Jasper Morrison on MUJI

Jasper Morrison says MUJI is good for you…

“My father was in the advertising business, and one of his clients was the Irish Brewery, Guinness. When I was about eighteen years old, before I went to design school, he arranged a job for me at the London brewery. My job was to design Guinness products for the African market, where it was believed that the beer had the magical power to improve the manhood of anyone who could afford it. The advertising slogan for the company at that time was “Guinness is good for you,” and in fact it had been proved by doctors that Guinness was good for you, so they started to give it to the patients in hospitals. When MUJI asked me to write something about the company I remembered this phrase because there seemed to be some parallels between the beer company’s outrageous claim, which turned out to be an honest one, and MUJI. Can a company be good for you? I think so.

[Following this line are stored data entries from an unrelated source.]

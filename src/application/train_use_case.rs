// ============================================================
// Layer 2 — TrainUseCase
// ============================================================
// Orchestrates the full training pipeline in order:
//
//   Step 1: Validate the configuration      (Layer 5 - ml)
//   Step 2: Seed backend + host RNG         (Layer 6 - infra)
//   Step 3: Save config next to checkpoints (Layer 6 - infra)
//   Step 4: Open train/val datasets         (Layer 4 - data)
//   Step 5: Pick the metrics sink           (Layer 6 - infra)
//   Step 6: Build the model and train       (Layer 5 - ml)
//
// Reference: Burn Book §5 (Training)

use anyhow::{ensure, Context, Result};
use burn::tensor::backend::AutodiffBackend;
use serde::{Deserialize, Serialize};
use std::path::Path;

use crate::data::{
    dataset::{ClipDataset, SplitPhase},
    transform::FrameTransform,
};
use crate::domain::{
    dataset_kind::{DataSplit, DatasetKind},
    traits::MetricsSink,
};
use crate::infra::{
    checkpoint::CheckpointManager,
    metrics::{CsvMetricsSink, NoopSink},
    reproducibility::{seed_everything, DEFAULT_SEED},
};
use crate::ml::{
    model::{LrcnArgs, ModelSpec},
    trainer::{fit, FitReport, TrainSettings},
};

type TrainBackend = burn::backend::Autodiff<burn::backend::Wgpu>;

// ─── Training Configuration ──────────────────────────────────────────────────
// Everything a training run needs. Saved as train_config.json so
// inference can rebuild the same architecture.
#[derive(Debug, Clone, PartialEq, Serialize, Deserialize)]
pub struct TrainConfig {
    pub data_dir:        String,
    pub ckp_dir:         String,
    pub dataset:         DatasetKind,
    pub data_split:      DataSplit,
    pub batch_size:      usize,
    pub num_workers:     usize,
    pub max_epochs:      usize,
    pub lr:              f64,
    pub sl_gamma:        f64,
    pub seed:            u64,
    pub metrics_csv:     Option<String>,
    pub save_loss_steps: usize,
    pub model:           ModelSpec,
}

impl Default for TrainConfig {
    fn default() -> Self {
        Self {
            data_dir:        "data".to_string(),
            ckp_dir:         "./ckp/baseline".to_string(),
            dataset:         DatasetKind::Hmdb51,
            data_split:      DataSplit::Split1,
            batch_size:      64,
            num_workers:     2,
            max_epochs:      5,
            lr:              1e-4,
            sl_gamma:        0.999,
            seed:            DEFAULT_SEED,
            metrics_csv:     None,
            save_loss_steps: 10,
            model:           ModelSpec::Lrcn(LrcnArgs::default()),
        }
    }
}

impl TrainConfig {
    pub fn num_classes(&self) -> usize {
        self.dataset.num_classes()
    }

    pub fn validate(&self) -> Result<()> {
        ensure!(self.batch_size > 0, "batch_size must be positive");
        ensure!(self.max_epochs > 0, "max_epochs must be positive");
        ensure!(self.lr > 0.0, "lr must be positive, got {}", self.lr);
        ensure!(
            self.sl_gamma > 0.0 && self.sl_gamma <= 1.0,
            "sl_gamma must be in (0, 1], got {}",
            self.sl_gamma
        );
        self.model.validate()
    }

    pub fn settings(&self) -> TrainSettings {
        TrainSettings {
            max_epochs:      self.max_epochs,
            batch_size:      self.batch_size,
            num_workers:     self.num_workers,
            lr:              self.lr,
            sl_gamma:        self.sl_gamma,
            seed:            self.seed,
            save_loss_steps: self.save_loss_steps,
        }
    }
}

// ─── TrainUseCase ─────────────────────────────────────────────────────────────
pub struct TrainUseCase {
    config: TrainConfig,
}

impl TrainUseCase {
    pub fn new(config: TrainConfig) -> Self {
        Self { config }
    }

    /// Execute the full training pipeline on the GPU backend.
    pub fn execute(&self) -> Result<FitReport> {
        // ── Step 1: Reject bad arguments before any work ──────────────────────
        self.config.validate()?;

        let device = burn::backend::wgpu::WgpuDevice::default();
        tracing::info!("Using WGPU device: {:?}", device);

        // ── Step 2: Seed ──────────────────────────────────────────────────────
        seed_everything::<TrainBackend>(self.config.seed);

        self.run::<TrainBackend>(&device)
    }

    /// Steps 3–6 on any autodiff backend.
    pub fn run<B: AutodiffBackend>(&self, device: &B::Device) -> Result<FitReport> {
        let cfg = &self.config;
        cfg.validate()?;

        // ── Step 3: Save config for inference ─────────────────────────────────
        let ckpt = CheckpointManager::new(&cfg.ckp_dir)
            .with_context(|| format!("Cannot create checkpoint dir '{}'", cfg.ckp_dir))?;
        ckpt.save_config(cfg)?;

        // ── Step 4: Datasets ──────────────────────────────────────────────────
        let data_dir  = Path::new(&cfg.data_dir);
        let transform = FrameTransform::new(cfg.model.resize_to());
        let frames    = cfg.model.frames_per_clip();
        let classes   = cfg.num_classes();

        tracing::info!(
            "Loading {} {} ({} frames per clip) from '{}'",
            cfg.dataset, cfg.data_split, frames, data_dir.display()
        );
        let train = ClipDataset::from_split(data_dir, cfg.data_split, SplitPhase::Train, classes, frames, transform)?;
        let val   = ClipDataset::from_split(data_dir, cfg.data_split, SplitPhase::Val, classes, frames, transform)?;

        // ── Step 5: Metrics sink ──────────────────────────────────────────────
        let mut sink: Box<dyn MetricsSink> = match &cfg.metrics_csv {
            Some(path) => Box::new(CsvMetricsSink::new(path)?),
            None       => Box::new(NoopSink),
        };

        // ── Step 6: Build the chosen model and train it ───────────────────────
        let settings = cfg.settings();
        tracing::info!("Model: {} ({} classes)", cfg.model.name(), classes);
        let report = match &cfg.model {
            ModelSpec::Lrcn(args) => {
                let model = args.config(classes).init::<B>(device);
                fit(model, &settings, train, val, &ckpt, sink.as_mut(), device)?.1
            }
            ModelSpec::C3d(args) => {
                let model = args.config(classes).init::<B>(device);
                fit(model, &settings, train, val, &ckpt, sink.as_mut(), device)?.1
            }
        };

        tracing::info!(
            "Best val_acc {:.4} at epoch {:?}; checkpoints in '{}'",
            report.best_acc, report.best_epoch, ckpt.dir().display()
        );
        Ok(report)
    }
}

In a world where everything is marketed and calculated to be a best seller (even if very few succeed) it is surprising to find a company which takes an opposite approach with the products they offer. Stripping things down, reducing form and colour and denying them the primary role which they usually have would seem like a sure way to lose sales. Such a ‘philosophy’ could never have been developed in the west, where to sell anything you have to shout louder than your neighbour, and where the marketing department controls everything, including the president. So it’s no surprise to find that this company’s origin is Japan, a country with the strongest tradition of sensibilities in aesthetics and daily life.

There are critics who would argue that the MUJI concept is just another marketing theme, exploiting a niche in the market for those who may be tired of all the other marketing themes. This may be true if you think of the glass of water being half-empty, but to the one who sees it half-full, MUJI is genuine. If you take away MUJI there is a big hole which nothing else can fill. If the MUJI concept is just another marketing theme then how come there are no others copying it as they do every other theme which has originality?

As a public company there’s no question of MUJI operating like a charity, and yet for the consumer there’s an impression of generosity: not just economic, but also conceptual. A typical MUJI product has just a small bit of extra thought which aims to be helpful to the customer, like the marker pen which is wider at one end than the other, signalling clearly and simply the thickness of the marker stroke at each end, or the towel with a detail which divides the whole into smaller squares which allows it to be cut up into floor cloths when it’s useful life as a towel is up. These are just two examples. Other MUJI products may express their concepts less visibly, and yet in use, over time, show another kind of generosity, the type which comes from doing a job well for a long time without complaint. 

So how can MUJI be good for you? Generally speaking, things are not good for us; too many or too valuable and we are corrupted. But, we all need some things (even Gandhi had a pair of spectacles, some sandals, a bowl, a dish and a pocket watch) and to some extent we are defined by our choices of those things. We may reveal to others in our choice of things that we have good taste or bad taste, expensive taste, cheap taste, modest taste, flashy taste, snobbish taste or no taste at all. Between the moment of choosing and paying for something and the day we no longer have a need for it, there are certain exchanges between the thing and us. The service provided by the thing on the one hand and how we feel about being its owner on the other hand. For some, owning a Ferrari may be the most important thing in life, but is owning something which only a few others can afford good for you? I don’t think so. 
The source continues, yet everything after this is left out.